- **EXCERPTED RECORDS**
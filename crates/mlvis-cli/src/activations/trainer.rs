use anyhow::Result;

use mlvis_activations::mnist::load_mnist;
use mlvis_activations::model::MnistCnn;
use mlvis_activations::trainer::{train, EpochSummary};
use mlvis_activations::utils::get_device;

use super::input::TrainCnnConfig;

/// Train the MNIST network from the IDX files and save its weights where
/// `mlvis filters` expects them.
pub fn run_training(config: &TrainCnnConfig) -> Result<Vec<EpochSummary>> {
    config.validate_paths()?;
    let device = get_device(&config.device)?;

    let train_split = load_mnist(&config.mnist_dir, true)?;
    let test_split = match load_mnist(&config.mnist_dir, false) {
        Ok(split) => Some(split),
        Err(e) => {
            log::warn!("No test split available, skipping evaluation: {:#}", e);
            None
        }
    };

    let mut model = MnistCnn::new_untrained(&device)?;
    let summaries = train(&mut model, &train_split, test_split.as_ref(), &config.train)?;
    model.save(&config.output_file)?;

    if let Some(last) = summaries.last() {
        log::info!(
            "Final epoch loss {:.4}{}",
            last.avg_loss,
            last.test_accuracy
                .map(|acc| format!(", test accuracy {:.4}", acc))
                .unwrap_or_default()
        );
    }
    Ok(summaries)
}
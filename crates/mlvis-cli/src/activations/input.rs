use anyhow::Result;
use clap::ArgMatches;
use serde::{Deserialize, Serialize};
use std::path::PathBuf;

use mlvis_activations::ascent::GradientAscent;
use mlvis_activations::model::layer_channels;
use mlvis_activations::trainer::TrainParams;

use crate::util::{load_config, validate_file_exists};

pub const DEFAULT_MODEL_FILE: &str = "mnist_28x28_percent98.96.safetensors";

#[derive(Debug, Clone, Serialize, Deserialize)]
#[serde(default)]
pub struct FiltersConfig {
    pub model_path: String,
    pub image_path: String,
    pub layer: String,
    pub device: String,
    pub ascent: GradientAscent,
    pub output_file: String,
    /// Also write the filter grid as a PNG montage.
    pub png_file: Option<String>,
}

impl Default for FiltersConfig {
    fn default() -> Self {
        FiltersConfig {
            model_path: String::from(DEFAULT_MODEL_FILE),
            image_path: String::from("images/face_grayscale_small.jpg"),
            layer: String::from("conv2d_2"),
            device: String::from("cpu"),
            ascent: GradientAscent::default(),
            output_file: String::from("filters.html"),
            png_file: None,
        }
    }
}

impl FiltersConfig {
    pub fn from_arguments(config_path: Option<&PathBuf>, matches: &ArgMatches) -> Result<Self> {
        let mut config: FiltersConfig = load_config(config_path)?;

        // Apply CLI overrides
        if let Some(model_path) = matches.get_one::<String>("model_path") {
            config.model_path = model_path.clone();
        }
        if let Some(image_path) = matches.get_one::<String>("image_path") {
            config.image_path = image_path.clone();
        }
        if let Some(layer) = matches.get_one::<String>("layer") {
            config.layer = layer.clone();
        }
        if let Some(device) = matches.get_one::<String>("device") {
            config.device = device.clone();
        }
        if let Some(steps) = matches.get_one::<usize>("steps") {
            config.ascent.steps = *steps;
        }
        if let Some(output_file) = matches.get_one::<String>("output_file") {
            config.output_file = output_file.clone();
        }
        if let Some(png_file) = matches.get_one::<String>("png_file") {
            config.png_file = Some(png_file.clone());
        }

        layer_channels(&config.layer)?;
        Ok(config)
    }

    /// Check that the weights and the input image are on disk.
    pub fn validate_paths(&self) -> Result<()> {
        validate_file_exists(&self.model_path)?;
        validate_file_exists(&self.image_path)
    }
}

#[derive(Debug, Clone, Serialize, Deserialize)]
#[serde(default)]
pub struct TrainCnnConfig {
    /// Directory holding the MNIST IDX files (gzipped or raw).
    pub mnist_dir: String,
    pub output_file: String,
    pub device: String,
    pub train: TrainParams,
}

impl Default for TrainCnnConfig {
    fn default() -> Self {
        TrainCnnConfig {
            mnist_dir: String::from("data"),
            output_file: String::from(DEFAULT_MODEL_FILE),
            device: String::from("cpu"),
            train: TrainParams::default(),
        }
    }
}

impl TrainCnnConfig {
    pub fn from_arguments(config_path: Option<&PathBuf>, matches: &ArgMatches) -> Result<Self> {
        let mut config: TrainCnnConfig = load_config(config_path)?;

        if let Some(mnist_dir) = matches.get_one::<String>("mnist_dir") {
            config.mnist_dir = mnist_dir.clone();
        }
        if let Some(output_file) = matches.get_one::<String>("output_file") {
            config.output_file = output_file.clone();
        }
        if let Some(device) = matches.get_one::<String>("device") {
            config.device = device.clone();
        }
        if let Some(epochs) = matches.get_one::<usize>("epochs") {
            config.train.epochs = *epochs;
        }
        if let Some(max) = matches.get_one::<usize>("max_train_samples") {
            config.train.max_train_samples = Some(*max);
        }

        if config.train.batch_size == 0 {
            anyhow::bail!("batch_size must be positive");
        }
        Ok(config)
    }

    pub fn validate_paths(&self) -> Result<()> {
        if !PathBuf::from(&self.mnist_dir).is_dir() {
            anyhow::bail!("MNIST directory does not exist: {}", self.mnist_dir);
        }
        Ok(())
    }
}
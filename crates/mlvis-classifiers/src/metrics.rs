//! Metrics for evaluating classifier predictions.
use anyhow::{bail, Result};
use ndarray::{Array1, Array2};

/// Fraction of predictions equal to the actual labels.
pub fn accuracy(predicted: &Array1<usize>, actual: &Array1<usize>) -> Result<f64> {
    check_lengths(predicted, actual)?;
    let correct = predicted
        .iter()
        .zip(actual.iter())
        .filter(|(p, a)| p == a)
        .count();
    Ok(correct as f64 / actual.len() as f64)
}

/// Confusion matrix with actual labels on rows and predicted labels on columns.
pub fn confusion_matrix(
    predicted: &Array1<usize>,
    actual: &Array1<usize>,
    num_classes: usize,
) -> Result<Array2<usize>> {
    check_lengths(predicted, actual)?;
    let mut cm = Array2::<usize>::zeros((num_classes, num_classes));
    for (&p, &a) in predicted.iter().zip(actual.iter()) {
        if p >= num_classes || a >= num_classes {
            bail!(
                "label {} is out of range for {} classes",
                p.max(a),
                num_classes
            );
        }
        cm[(a, p)] += 1;
    }
    Ok(cm)
}

fn check_lengths(predicted: &Array1<usize>, actual: &Array1<usize>) -> Result<()> {
    if predicted.len() != actual.len() {
        bail!(
            "predictions ({}) and labels ({}) must have equal length",
            predicted.len(),
            actual.len()
        );
    }
    if actual.is_empty() {
        bail!("cannot evaluate an empty set of predictions");
    }
    Ok(())
}
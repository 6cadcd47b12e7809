pub mod digits;
pub mod input;
pub mod iris;
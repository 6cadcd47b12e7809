pub mod logging;

use anyhow::{anyhow, Result};
use candle_core::Device;

/// Converts a device string (`"cpu"`, `"cuda"` or `"cuda:N"`) to a Candle `Device`.
///
/// Returns an error if a CUDA device is requested but not available, or if
/// the string names an unsupported device type or a malformed CUDA index.
pub fn get_device(device_str: &str) -> Result<Device> {
    let device_str = device_str.trim().to_lowercase();
    if let Some(rest) = device_str.strip_prefix("cuda") {
        let cuda_index = match rest {
            "" => 0,
            _ => rest
                .strip_prefix(':')
                .and_then(|s| s.parse::<usize>().ok())
                .ok_or_else(|| anyhow!("Invalid CUDA device: {}", device_str))?,
        };

        let device = Device::cuda_if_available(cuda_index)?;
        if !device.is_cuda() {
            return Err(anyhow!("CUDA device {} is not available", cuda_index));
        }
        Ok(device)
    } else {
        match device_str.as_str() {
            "cpu" => Ok(Device::Cpu),
            other => Err(anyhow!("Unsupported device type: {}", other)),
        }
    }
}

#[cfg(test)]
mod tests {
    use super::*;

    #[test]
    fn cpu_is_always_available() {
        assert!(matches!(get_device("cpu").unwrap(), Device::Cpu));
        assert!(matches!(get_device(" CPU ").unwrap(), Device::Cpu));
    }

    #[test]
    fn unknown_device_errors() {
        assert!(get_device("tpu").is_err());
    }

    #[test]
    fn malformed_cuda_index_errors() {
        for bad in ["cuda:abc", "cuda:", "cuda1", "cuda:-1"] {
            let err = get_device(bad).unwrap_err().to_string();
            assert!(err.contains("Invalid CUDA device"), "{}: {}", bad, err);
        }
    }
}
use anyhow::Result;
use ndarray::{Array1, Array2};

use crate::metrics::accuracy;

/// A small trait abstraction for multi-class classifier models.
///
/// Labels are class indices `0..n_classes`; rows of `x` are samples.
pub trait ClassifierModel {
    /// Fit the model on a feature matrix and its labels.
    fn fit(&mut self, x: &Array2<f64>, y: &Array1<usize>) -> Result<()>;

    /// Predict a class index per row.
    fn predict(&self, x: &Array2<f64>) -> Result<Array1<usize>>;

    /// Predict class probabilities, one column per class seen during fitting.
    fn predict_proba(&self, x: &Array2<f64>) -> Result<Array2<f64>>;

    /// Mean accuracy of `predict(x)` against `y`.
    fn score(&self, x: &Array2<f64>, y: &Array1<usize>) -> Result<f64> {
        let predictions = self.predict(x)?;
        accuracy(&predictions, y)
    }

    /// Optional human readable name for the model
    fn name(&self) -> &str {
        "classifier"
    }
}
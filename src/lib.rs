//! bsformat-rs: normalize aligned bisulfite-sequencing reads.
//!
//! Consumes mapped reads from any supported bisulfite mapper (abismal, walt,
//! bsmap, bismark) and emits a uniform representation: every surviving
//! record is T-rich on the forward strand, carries exactly the `NM` and `CV`
//! aux tags, and, for paired-end input, adjacent mates are collapsed into a
//! single fragment record whenever their geometry allows it.
//!
//! # Library usage
//!
//! ```no_run
//! use bsformat_rs::merge::merge_mates;
//! use bsformat_rs::standardize::{InputFormat, standardize, flip_conversion, is_a_rich};
//!
//! // Records come from rust_htslib; `one` must be the positive-strand mate.
//! // let mut one: rust_htslib::bam::Record = /* … */;
//! // let mut two: rust_htslib::bam::Record = /* … */;
//! // standardize(InputFormat::Bsmap, &mut one)?;
//! // standardize(InputFormat::Bsmap, &mut two)?;
//! // let (merged, frag_len) = merge_mates(&one, &two)?;
//! ```

// Public modules — the record-transformation API surface, also exercised by
// the integration tests in tests/.
pub mod bam_rec;
pub mod cigar;
pub mod errors;
pub mod merge;
pub mod seq;
pub mod standardize;
pub mod suffix;

// Internal modules — only the binary drives these.
pub(crate) mod cli;
pub(crate) mod header;
pub(crate) mod pipeline;
pub(crate) mod types;

pub use errors::FormatError;
pub use standardize::InputFormat;
use bsformat_rs::errors::FormatError;
use bsformat_rs::standardize::{InputFormat, flip_conversion, is_a_rich, standardize};
use rust_htslib::bam::Record;
use rust_htslib::bam::record::{Aux, Cigar, CigarString};

const FLAG_REVERSE: u16 = 0x10;

fn build_record(flag: u16, seq: &[u8]) -> Record {
    let mut rec = Record::new();
    let cig = CigarString(vec![Cigar::Match(seq.len() as u32)]);
    let qual = vec![30u8; seq.len()];
    rec.set(b"frag1", Some(&cig), seq, &qual);
    rec.set_flags(flag);
    rec.set_tid(0);
    rec.set_pos(100);
    rec.set_mapq(40);
    rec
}

fn aux_char(rec: &Record, tag: &[u8]) -> u8 {
    match rec.aux(tag).unwrap() {
        Aux::Char(c) => c,
        other => panic!("unexpected {tag:?} value: {other:?}"),
    }
}

fn aux_i32(rec: &Record, tag: &[u8]) -> i32 {
    match rec.aux(tag).unwrap() {
        Aux::I32(v) => v,
        other => panic!("unexpected {tag:?} value: {other:?}"),
    }
}

#[test]
fn bsmap_minus_strand_zs_marks_a_rich() {
    let mut rec = build_record(0, b"ACGTACGT");
    rec.push_aux(b"ZS", Aux::String("+-")).unwrap();
    rec.push_aux(b"NM", Aux::I32(2)).unwrap();
    rec.push_aux(b"XA", Aux::String("extraneous")).unwrap();

    standardize(InputFormat::Bsmap, &mut rec).unwrap();

    assert_eq!(aux_char(&rec, b"CV"), b'A');
    assert_eq!(aux_i32(&rec, b"NM"), 2);
    // every mapper-specific tag is dropped
    assert!(rec.aux(b"ZS").is_err());
    assert!(rec.aux(b"XA").is_err());
    assert_eq!(rec.qual(), vec![0xffu8; 8].as_slice());
}

#[test]
fn bsmap_plus_strand_zs_marks_t_rich() {
    let mut rec = build_record(0, b"ACGTACGT");
    rec.push_aux(b"ZS", Aux::String("++")).unwrap();
    rec.push_aux(b"NM", Aux::I32(0)).unwrap();

    standardize(InputFormat::Bsmap, &mut rec).unwrap();
    assert_eq!(aux_char(&rec, b"CV"), b'T');
    assert!(!is_a_rich(&rec).unwrap());
}

#[test]
fn bsmap_reverse_strand_sequence_is_reoriented() {
    let mut rec = build_record(FLAG_REVERSE, b"AACG");
    rec.push_aux(b"ZS", Aux::String("++")).unwrap();
    rec.push_aux(b"NM", Aux::I32(0)).unwrap();

    standardize(InputFormat::Bsmap, &mut rec).unwrap();
    assert_eq!(rec.seq().as_bytes(), b"CGTT".to_vec());
}

#[test]
fn bismark_ga_read_marks_a_rich() {
    let mut rec = build_record(0, b"ACGTACGT");
    rec.push_aux(b"XR", Aux::String("GA")).unwrap();
    rec.push_aux(b"NM", Aux::I32(1)).unwrap();

    standardize(InputFormat::Bismark, &mut rec).unwrap();
    assert_eq!(aux_char(&rec, b"CV"), b'A');
    assert!(is_a_rich(&rec).unwrap());
}

#[test]
fn bismark_ct_read_marks_t_rich() {
    let mut rec = build_record(0, b"ACGTACGT");
    rec.push_aux(b"XR", Aux::String("CT")).unwrap();
    rec.push_aux(b"NM", Aux::I32(1)).unwrap();

    standardize(InputFormat::Bismark, &mut rec).unwrap();
    assert_eq!(aux_char(&rec, b"CV"), b'T');
}

#[test]
fn bsmap_without_zs_is_an_error() {
    let mut rec = build_record(0, b"ACGT");
    rec.push_aux(b"NM", Aux::I32(0)).unwrap();
    let err = standardize(InputFormat::Bsmap, &mut rec).unwrap_err();
    assert!(matches!(err, FormatError::AuxTagMissing { tag: "ZS" }));
}

#[test]
fn abismal_records_pass_through_with_quals_blanked() {
    let mut rec = build_record(0, b"ACGTACGT");
    rec.push_aux(b"NM", Aux::I32(0)).unwrap();
    rec.push_aux(b"CV", Aux::Char(b'T')).unwrap();

    standardize(InputFormat::Abismal, &mut rec).unwrap();
    assert_eq!(aux_char(&rec, b"CV"), b'T');
    assert_eq!(aux_i32(&rec, b"NM"), 0);
    assert_eq!(rec.seq().as_bytes(), b"ACGTACGT".to_vec());
    assert_eq!(rec.qual(), vec![0xffu8; 8].as_slice());
}

#[test]
fn flip_reorients_a_rich_record() {
    let mut rec = build_record(0, b"ACGT");
    rec.push_aux(b"NM", Aux::I32(0)).unwrap();
    rec.push_aux(b"CV", Aux::Char(b'A')).unwrap();

    flip_conversion(&mut rec).unwrap();

    assert_eq!(rec.flags() & FLAG_REVERSE, FLAG_REVERSE);
    assert_eq!(aux_char(&rec, b"CV"), b'T');
    // ACGT is its own reverse complement
    assert_eq!(rec.seq().as_bytes(), b"ACGT".to_vec());

    // flipping back clears the strand bit again
    flip_conversion(&mut rec).unwrap();
    assert_eq!(rec.flags() & FLAG_REVERSE, 0);
}

#[test]
fn flip_reverse_complements_odd_length_sequence() {
    let mut rec = build_record(0, b"AACGT");
    rec.push_aux(b"NM", Aux::I32(0)).unwrap();
    rec.push_aux(b"CV", Aux::Char(b'A')).unwrap();

    flip_conversion(&mut rec).unwrap();
    assert_eq!(rec.seq().as_bytes(), b"ACGTT".to_vec());
}

#[test]
fn missing_cv_is_an_error() {
    let rec = build_record(0, b"ACGT");
    let err = is_a_rich(&rec).unwrap_err();
    assert!(matches!(err, FormatError::AuxTagMissing { tag: "CV" }));
}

- **EXERCISE**
Wherever the string "summaries" turns up in the material, copy the whole line.

- **EXERCISE ANSWER**
    let summaries = train(&mut model, &train_split, test_split.as_ref(), &config.train)?;
    if let Some(last) = summaries.last() {
    Ok(summaries)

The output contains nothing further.